Honestly, it shouldn’t matter. I don’t pay my ISP for the content, I pay for the bandwidth and I should be able to use it any way I see fit. Probably. Or block encrypted traffic to anything but some list of approved addresses. People who work from home via VPN are gonna love it.
ISPs shouldn't facilitate piracy, any more than eBay should facilitate Hermès & Vuitton counterfeiting. But this is off the thread topic.

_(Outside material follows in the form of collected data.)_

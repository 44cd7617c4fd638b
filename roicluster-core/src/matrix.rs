//! Pairwise distance inputs.
//!
//! A [`SparseDistanceMatrix`] stores only the structurally present entries as
//! `(row, col, distance)` triplets in insertion order; that order is the
//! tie-break used when two candidate edges share a distance. A stored zero is
//! a real zero-distance edge. [`DenseDistanceMatrix`] cannot tell a zero
//! distance apart from a missing one, so its off-diagonal zeros are treated
//! as absent.

use crate::error::{ClusteringError, Result};

pub(crate) fn require_square(rows: usize, cols: usize) -> Result<usize> {
    if rows == cols {
        Ok(rows)
    } else {
        Err(ClusteringError::DimensionMismatch {
            what: "distance matrix columns",
            left: cols,
            right: rows,
        })
    }
}

/// One stored entry of a sparse distance matrix.
#[derive(Clone, Copy, Debug, PartialEq)]
pub struct DistanceEntry {
    row: usize,
    col: usize,
    distance: f32,
}

impl DistanceEntry {
    /// Row index of the entry.
    #[must_use]
    #[rustfmt::skip]
    pub fn row(&self) -> usize { self.row }

    /// Column index of the entry.
    #[must_use]
    #[rustfmt::skip]
    pub fn col(&self) -> usize { self.col }

    /// Stored distance.
    #[must_use]
    #[rustfmt::skip]
    pub fn distance(&self) -> f32 { self.distance }
}

fn validate_distance(row: usize, col: usize, distance: f32) -> Result<()> {
    if distance.is_finite() && distance >= 0.0 {
        Ok(())
    } else {
        Err(ClusteringError::InvalidDistance { row, col, distance })
    }
}

/// Sparse distance matrix in triplet form.
///
/// # Examples
/// ```
/// use roicluster_core::SparseDistanceMatrix;
///
/// let matrix = SparseDistanceMatrix::from_triplets(3, 3, [(0, 1, 1.5), (1, 2, 0.0)])?;
/// assert_eq!(matrix.stored_len(), 2);
/// assert!(matrix.is_square());
/// # Ok::<(), roicluster_core::ClusteringError>(())
/// ```
#[derive(Clone, Debug, PartialEq)]
pub struct SparseDistanceMatrix {
    rows: usize,
    cols: usize,
    entries: Vec<DistanceEntry>,
}

impl SparseDistanceMatrix {
    /// Builds a matrix from `(row, col, distance)` triplets.
    ///
    /// Entries keep the order in which they were supplied.
    ///
    /// # Errors
    /// Returns [`ClusteringError::OutOfRange`] when a triplet addresses a
    /// cell outside `rows × cols`, and [`ClusteringError::InvalidDistance`]
    /// when a distance is negative or non-finite.
    pub fn from_triplets(
        rows: usize,
        cols: usize,
        triplets: impl IntoIterator<Item = (usize, usize, f32)>,
    ) -> Result<Self> {
        let entries = triplets
            .into_iter()
            .map(|(row, col, distance)| {
                if row >= rows {
                    return Err(ClusteringError::entity_out_of_range(row, rows));
                }
                if col >= cols {
                    return Err(ClusteringError::entity_out_of_range(col, cols));
                }
                validate_distance(row, col, distance)?;
                Ok(DistanceEntry { row, col, distance })
            })
            .collect::<Result<Vec<_>>>()?;
        Ok(Self {
            rows,
            cols,
            entries,
        })
    }

    /// Number of rows.
    #[must_use]
    #[rustfmt::skip]
    pub fn rows(&self) -> usize { self.rows }

    /// Number of columns.
    #[must_use]
    #[rustfmt::skip]
    pub fn cols(&self) -> usize { self.cols }

    /// Returns `true` when `rows == cols`.
    #[must_use]
    pub fn is_square(&self) -> bool {
        self.rows == self.cols
    }

    /// Number of structurally stored entries.
    #[must_use]
    pub fn stored_len(&self) -> usize {
        self.entries.len()
    }

    /// Stored entries in storage order.
    #[must_use]
    #[rustfmt::skip]
    pub fn entries(&self) -> &[DistanceEntry] { &self.entries }
}

/// Dense row-major distance matrix.
#[derive(Clone, Debug, PartialEq)]
pub struct DenseDistanceMatrix {
    rows: usize,
    cols: usize,
    values: Vec<f32>,
}

impl DenseDistanceMatrix {
    /// Builds a matrix from equally long rows.
    ///
    /// # Errors
    /// Returns [`ClusteringError::DimensionMismatch`] when rows differ in
    /// length and [`ClusteringError::InvalidDistance`] for negative or
    /// non-finite values.
    pub fn from_rows(rows: Vec<Vec<f32>>) -> Result<Self> {
        let cols = rows.first().map_or(0, Vec::len);
        let mut values = Vec::with_capacity(rows.len().saturating_mul(cols));
        for (row, data) in rows.iter().enumerate() {
            if data.len() != cols {
                return Err(ClusteringError::DimensionMismatch {
                    what: "dense row length",
                    left: data.len(),
                    right: cols,
                });
            }
            for (col, &distance) in data.iter().enumerate() {
                validate_distance(row, col, distance)?;
            }
            values.extend_from_slice(data);
        }
        Ok(Self {
            rows: rows.len(),
            cols,
            values,
        })
    }

    /// Number of rows.
    #[must_use]
    #[rustfmt::skip]
    pub fn rows(&self) -> usize { self.rows }

    /// Number of columns.
    #[must_use]
    #[rustfmt::skip]
    pub fn cols(&self) -> usize { self.cols }

    /// Returns `true` when `rows == cols`.
    #[must_use]
    pub fn is_square(&self) -> bool {
        self.rows == self.cols
    }

    /// Returns the value at `(row, col)`, or `None` outside the matrix.
    #[must_use]
    pub fn get(&self, row: usize, col: usize) -> Option<f32> {
        if row >= self.rows || col >= self.cols {
            return None;
        }
        self.values.get(row * self.cols + col).copied()
    }

    /// Iterates the non-zero entries in row-major order.
    pub fn nonzero_entries(&self) -> impl Iterator<Item = (usize, usize, f32)> + '_ {
        self.values
            .iter()
            .enumerate()
            .filter(|(_, distance)| **distance != 0.0)
            .map(|(index, &distance)| (index / self.cols, index % self.cols, distance))
    }

    /// Compacts the matrix to its non-zero entries, keeping row-major order.
    #[must_use]
    pub fn to_sparse(&self) -> SparseDistanceMatrix {
        let entries = self
            .nonzero_entries()
            .map(|(row, col, distance)| DistanceEntry { row, col, distance })
            .collect();
        SparseDistanceMatrix {
            rows: self.rows,
            cols: self.cols,
            entries,
        }
    }
}

/// Distance input accepted by the clustering engine.
#[derive(Clone, Debug, PartialEq)]
pub enum DistanceMatrix {
    /// Structurally sparse storage; only stored entries are candidates.
    Sparse(SparseDistanceMatrix),
    /// Dense storage; off-diagonal zeros are treated as absent.
    Dense(DenseDistanceMatrix),
}

impl DistanceMatrix {
    /// Number of rows.
    #[must_use]
    pub fn rows(&self) -> usize {
        match self {
            Self::Sparse(matrix) => matrix.rows(),
            Self::Dense(matrix) => matrix.rows(),
        }
    }

    /// Number of columns.
    #[must_use]
    pub fn cols(&self) -> usize {
        match self {
            Self::Sparse(matrix) => matrix.cols(),
            Self::Dense(matrix) => matrix.cols(),
        }
    }

    /// Fails with [`ClusteringError::DimensionMismatch`] unless the matrix is
    /// square, returning the entity count otherwise.
    ///
    /// # Errors
    /// See above.
    pub fn square_dimension(&self) -> Result<usize> {
        require_square(self.rows(), self.cols())
    }
}

impl From<SparseDistanceMatrix> for DistanceMatrix {
    fn from(matrix: SparseDistanceMatrix) -> Self {
        Self::Sparse(matrix)
    }
}

impl From<DenseDistanceMatrix> for DistanceMatrix {
    fn from(matrix: DenseDistanceMatrix) -> Self {
        Self::Dense(matrix)
    }
}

Net neutrality’s dead, battle to resurrect it is beginning An epic power struggle over the future of the internet will play out in the United States this year. Its outcome will determine just how much control broadband companies like Verizon, Comcast, and AT&T have over the online content they pipe into homes and offices. The struggle follows last month’s vote by the Federal Communications Commission to scrap Obama-era net neutrality rules that prevented internet service providers from blocking or slowing down legal content.(MIT Technology Review)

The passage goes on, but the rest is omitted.